Tuesday, 8 May 2012

They Must Have Rocks In Their Collective Head!

Credit National Geographic Magazine

I think a just-published paper begs for comment, even if I have no clue what's going on, empirically speaking, besides presentation of a particularly elaborate way to waste hard-to-get research funds. In fact, the only thing I had to say when I came upon this was 'WTF?'
You should all recall the discovery some years ago of a truly wonderful Upper Palaeolithic painted cave--La Grotte Chauvet-Pont-d'Arc in France. Well, apparently Hélène Valladas's radiometric dating of the Chauvet Cave paintings didn't convince some people of their antiquity. The publication, today, of the following proves that there's less than meets the eye where some research is concerned.

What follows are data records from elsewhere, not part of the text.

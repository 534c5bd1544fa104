/// Turning a context-menu click into a saved item
use crate::error::Result;
use crate::item::{ItemKind, SavedItem};
use crate::probe::PageContextData;
use crate::store::{ItemStore, StorageArea};
use chrono::{SecondsFormat, Utc};
use serde::Deserialize;
use url::Url;

#[derive(Debug, Clone, Copy, PartialEq, Eq)]
pub enum MenuAction {
    SaveText,
    SaveLink,
    SaveImage,
}

impl MenuAction {
    pub const ALL: [MenuAction; 3] = [MenuAction::SaveText, MenuAction::SaveLink, MenuAction::SaveImage];

    pub fn menu_id(self) -> &'static str {
        use crate::config::{MENU_IMAGE_ID, MENU_LINK_ID, MENU_TEXT_ID};
        match self {
            MenuAction::SaveText => MENU_TEXT_ID,
            MenuAction::SaveLink => MENU_LINK_ID,
            MenuAction::SaveImage => MENU_IMAGE_ID,
        }
    }

    pub fn from_menu_id(id: &str) -> Option<MenuAction> {
        MenuAction::ALL.into_iter().find(|action| action.menu_id() == id)
    }

    /// The browser context in which the entry is shown
    pub fn context(self) -> &'static str {
        match self {
            MenuAction::SaveText => "selection",
            MenuAction::SaveLink => "link",
            MenuAction::SaveImage => "image",
        }
    }

    pub fn label(self) -> (&'static str, &'static str) {
        match self {
            MenuAction::SaveText => ("menuSaveText", "Save text to side panel"),
            MenuAction::SaveLink => ("menuSaveLink", "Save link to side panel"),
            MenuAction::SaveImage => ("menuSaveImage", "Save image to side panel"),
        }
    }
}

/// The subset of the browser's click info the capture needs
#[derive(Debug, Clone, Default, Deserialize)]
#[serde(rename_all = "camelCase", default)]
pub struct MenuClick {
    pub menu_item_id: String,
    pub selection_text: String,
    pub link_url: String,
    pub src_url: String,
    pub page_url: String,
}

#[derive(Debug, Clone, Default, Deserialize)]
#[serde(default)]
pub struct TabRef {
    pub id: Option<i32>,
    pub url: String,
}

fn prefer(primary: &str, secondary: &str) -> String {
    if primary.is_empty() {
        secondary.to_string()
    } else {
        primary.to_string()
    }
}

/// Display label for an image: its alt text, else the decoded file name, else the URL
pub fn image_label(image_url: &str, image_alt: &str) -> String {
    if !image_alt.is_empty() {
        return image_alt.to_string();
    }
    // `path()` rather than `path_segments()`: blob: and data: URLs have an opaque path
    Url::parse(image_url)
        .ok()
        .and_then(|url| {
            url.path()
                .split('/')
                .filter(|segment| !segment.is_empty())
                .last()
                .map(str::to_string)
        })
        .and_then(|segment| urlencoding::decode(&segment).ok().map(|s| s.into_owned()))
        .filter(|name| !name.is_empty())
        .unwrap_or_else(|| image_url.to_string())
}

/// Build the item for a click, or `None` when there is nothing worth saving
pub fn build_item(
    action: MenuAction,
    click: &MenuClick,
    tab: &TabRef,
    context: &PageContextData,
    id: String,
    created_at: String,
) -> Option<SavedItem> {
    let (content, kind) = match action {
        MenuAction::SaveText => {
            let text = click.selection_text.trim();
            if text.is_empty() {
                return None;
            }
            (text.to_string(), ItemKind::Text)
        }
        MenuAction::SaveLink => {
            let link_url = prefer(&click.link_url, &context.link_url);
            if link_url.is_empty() {
                return None;
            }
            let label = [context.link_text.trim(), click.selection_text.as_str()]
                .into_iter()
                .find(|s| !s.is_empty())
                .map(str::to_string)
                .unwrap_or_else(|| link_url.clone());
            (label, ItemKind::Link { link_url })
        }
        MenuAction::SaveImage => {
            let image_url = prefer(&click.src_url, &context.image_url);
            if image_url.is_empty() {
                return None;
            }
            let image_alt = context.image_alt.trim().to_string();
            let label = image_label(&image_url, &image_alt);
            (label, ItemKind::Image { image_url, image_alt })
        }
    };

    Some(SavedItem {
        id,
        content,
        kind,
        page_title: context.page_title.clone(),
        page_url: prefer(&click.page_url, &tab.url),
        created_at,
    })
}

/// Fresh random item id, with a timestamp-based fallback
pub fn generate_id() -> String {
    let mut bytes = [0u8; 16];
    match getrandom::getrandom(&mut bytes) {
        Ok(()) => uuid::Builder::from_random_bytes(bytes).into_uuid().to_string(),
        Err(e) => {
            log::warn!("Random source unavailable ({}), using fallback id", e);
            let entropy = (js_sys::Math::random() * u32::MAX as f64) as u32;
            fallback_id(Utc::now().timestamp_millis(), entropy)
        }
    }
}

pub fn fallback_id(millis: i64, entropy: u32) -> String {
    format!("item-{}-{:x}", millis, entropy)
}

/// Capture time in the same shape as JS `toISOString`
pub fn now_iso() -> String {
    Utc::now().to_rfc3339_opts(SecondsFormat::Millis, true)
}

/// Builds items from clicks and prepends them to the store
pub struct CaptureService<A: StorageArea> {
    store: ItemStore<A>,
}

impl<A: StorageArea> CaptureService<A> {
    pub fn new(store: ItemStore<A>) -> Self {
        CaptureService { store }
    }

    pub fn store(&self) -> &ItemStore<A> {
        &self.store
    }

    /// Save the click as a new item; empty captures are dropped silently
    pub async fn capture(
        &self,
        action: MenuAction,
        click: &MenuClick,
        tab: &TabRef,
        context: &PageContextData,
    ) -> Result<Option<SavedItem>> {
        let Some(item) = build_item(action, click, tab, context, generate_id(), now_iso()) else {
            log::debug!("Nothing to capture for {:?}", action);
            return Ok(None);
        };
        self.save(item).await
    }

    /// Prepend a built item; `None` when its id is already stored
    pub async fn save(&self, item: SavedItem) -> Result<Option<SavedItem>> {
        if !self.store.prepend(&item).await? {
            log::warn!("Item {} already stored, capture skipped", item.id);
            return Ok(None);
        }
        log::debug!("Captured {:?} item {}", item.item_type(), item.id);
        Ok(Some(item))
    }
}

For reasons known only to the authors, an elaborate admixture of hard-rock geology, arcane radiometric determination, some often very awkward Anglicized French words, and some breathtakingly convoluted argumentation resulted in the conclusion that the cave has been closed to humans since about 21 ka. Ta Da!
     Who knows how much this all cost in time and treasure. All we know for sure is that this research was undertaken to shore what wasn't in need of shoring up. The paintings have been dated at least 80 different times to well before 21 ka. 
     I have two questions for the editors of PNAS. 'When are you going to get a real editor and real referees,' and 'When are you going to stop presenting superfluous research results?'

1 comment:

  1. The French Government has funded research in Chauvet to the tune of tens of millions of dollars. Much of the work is absolutely first rate. For example, the analysis by Fritz and Tosello of the way in which images was constructed tells us a lot about how the painters conceived of their work. NO one has previously made this sort of observation. But the assertion by Bahn and Pettit is fiercely argued and if true undermines one of the several reasons why the investment was worth it. One of their claims is that because the radiocarbon dates were all produced by one laboratory they cannot necessarily be relied upon. My view is that this is a staggering claim (implying a level of dishonesty by a lab that should be levelled only with very substantial reasons) but it is, nevertheless, a fair point that the dates are from one lab and it would be good to see some dates from another lab. I would rest at saying no more than this, but I think that would be a little humiliating (conceding a slight failure of process), so it is important to make the point that the dates are good without conceding the point to the accusers.

    I have not yet read this paper, but it seems to me that there may be a case that an opportunity was being taken to pioneer the use of such a method to show how caves can be dated by dating their closure. I can imagine that this would be very useful if the cave to be dated contained only petroglyphs (such as Cussac) or pictographs where the pigment did not contain organic carbon. Since the research at Chauvet has been well funded, it was an opportunity to do some original research in the broader interests of cave archaeology.

    Of course, you are correct that it would be cheaper to respond to the accusations by Bahn and Pettit directly (without showing the anger that the researchers undoubtedly feel). Some of their points are not so easy to refute, but their central premise that stylistic dating trumps radiocarbon dates is absurd. Do not forget that Chauvet also represents one of the great examples of a scholar big enough to admit they were wrong. Clottes originally opted for a later date on stylistic grounds but later accepted the radiocarbon dating showed that he had been wrong. Of course, the fact that the most famous recent advocate of stylistic dating was Leroi-Gourhan does not make this easy. In certain French archaeological circles, it is almost a blasphemy to suggest that he was wrong even long after his death.